2013-06-03

Cato: The ‘Stop and Frisk’ Scandal

Government officials from the southern states once used literacy tests and poll taxes to deny African Americans their right to vote. It was a scandalous period in American history. Today, we have another scandal, but it is found in one of our most liberal cities: New York’s “stop and frisk” program.
Even though there is no bigotry at work, it’s a scandal because the program systemically denies thousands of that city’s residents of their constitutional right against unreasonable searches and detentions.
New York Governor Andrew Cuomo seems to recognize the severity of the problem. This week, he proposed decriminalizing small amounts of marijuana in public view. For years, thousands of young men in New York City have been acquiring criminal arrest records because of minor pot busts following a stop and frisk on the street by police.
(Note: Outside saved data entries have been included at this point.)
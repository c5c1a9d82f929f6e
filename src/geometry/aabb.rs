//! Axis-aligned bounding boxes.

use glam::Vec3;

#[derive(Clone, Copy, Debug, PartialEq)]
pub struct Aabb {
    pub mins: Vec3,
    pub maxs: Vec3,
}

impl Aabb {
    pub const EMPTY: Aabb = Aabb {
        mins: Vec3::splat(f32::MAX),
        maxs: Vec3::splat(f32::MIN),
    };

    pub fn new(mins: Vec3, maxs: Vec3) -> Self {
        Self { mins, maxs }
    }

    pub fn from_points(points: &[Vec3]) -> Self {
        let mut b = Aabb::EMPTY;
        for &p in points {
            b.add_point(p);
        }
        b
    }

    pub fn add_point(&mut self, p: Vec3) {
        self.mins = self.mins.min(p);
        self.maxs = self.maxs.max(p);
    }

    pub fn union(&self, other: &Aabb) -> Aabb {
        Aabb::new(self.mins.min(other.mins), self.maxs.max(other.maxs))
    }

    pub fn is_empty(&self) -> bool {
        self.mins.x > self.maxs.x || self.mins.y > self.maxs.y || self.mins.z > self.maxs.z
    }

    pub fn center(&self) -> Vec3 {
        (self.mins + self.maxs) * 0.5
    }

    pub fn extents(&self) -> Vec3 {
        (self.maxs - self.mins) * 0.5
    }

    /// Closed-interval overlap test: `[mins, maxs]` on both sides, per the
    /// redesign decision to use closed overlap uniformly (§4.2).
    pub fn overlaps(&self, other: &Aabb) -> bool {
        self.mins.x <= other.maxs.x
            && self.maxs.x >= other.mins.x
            && self.mins.y <= other.maxs.y
            && self.maxs.y >= other.mins.y
            && self.mins.z <= other.maxs.z
            && self.maxs.z >= other.mins.z
    }

    pub fn contains_point(&self, p: Vec3) -> bool {
        p.x >= self.mins.x
            && p.x <= self.maxs.x
            && p.y >= self.mins.y
            && p.y <= self.maxs.y
            && p.z >= self.mins.z
            && p.z <= self.maxs.z
    }

    pub fn expand(&self, amount: f32) -> Aabb {
        Aabb::new(self.mins - Vec3::splat(amount), self.maxs + Vec3::splat(amount))
    }

    pub fn expand_xz(&self, amount: f32) -> Aabb {
        Aabb::new(
            self.mins - Vec3::new(amount, 0.0, amount),
            self.maxs + Vec3::new(amount, 0.0, amount),
        )
    }
}

impl Default for Aabb {
    fn default() -> Self {
        Aabb::EMPTY
    }
}

#[cfg(test)]
mod tests {
    use super::*;

    #[test]
    fn closed_overlap_touches_at_boundary() {
        let a = Aabb::new(Vec3::ZERO, Vec3::ONE);
        let b = Aabb::new(Vec3::ONE, Vec3::splat(2.0));
        assert!(a.overlaps(&b));
    }

    #[test]
    fn union_grows_to_include_both() {
        let a = Aabb::new(Vec3::ZERO, Vec3::ONE);
        let b = Aabb::new(Vec3::splat(-1.0), Vec3::splat(0.5));
        let u = a.union(&b);
        assert_eq!(u.mins, Vec3::splat(-1.0));
        assert_eq!(u.maxs, Vec3::ONE);
    }
}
By way of background, a “stop” is an involuntary citizen-police encounter—but it is an encounter that has not yet escalated to the point of a full blown arrest.
In other words, the person has not been handcuffed and taken into custody, but neither is he free to walk away. Often in full view of neighbors or passersby, the person may have to “assume the position” by placing his outstretched arms against a wall or the hood of a police car; or even lay down, prostrate, on the sidewalk.
It can be a degrading and humiliating event to endure.
The leading case on the so-called stop-and-frisk search is Terry v. Ohio (1968). In Terry, the Supreme Court held that a police officer could temporarily deprive persons of their liberty on the basis of what the Court called “reasonable suspicion,” which is a lower legal standard than “probable cause.”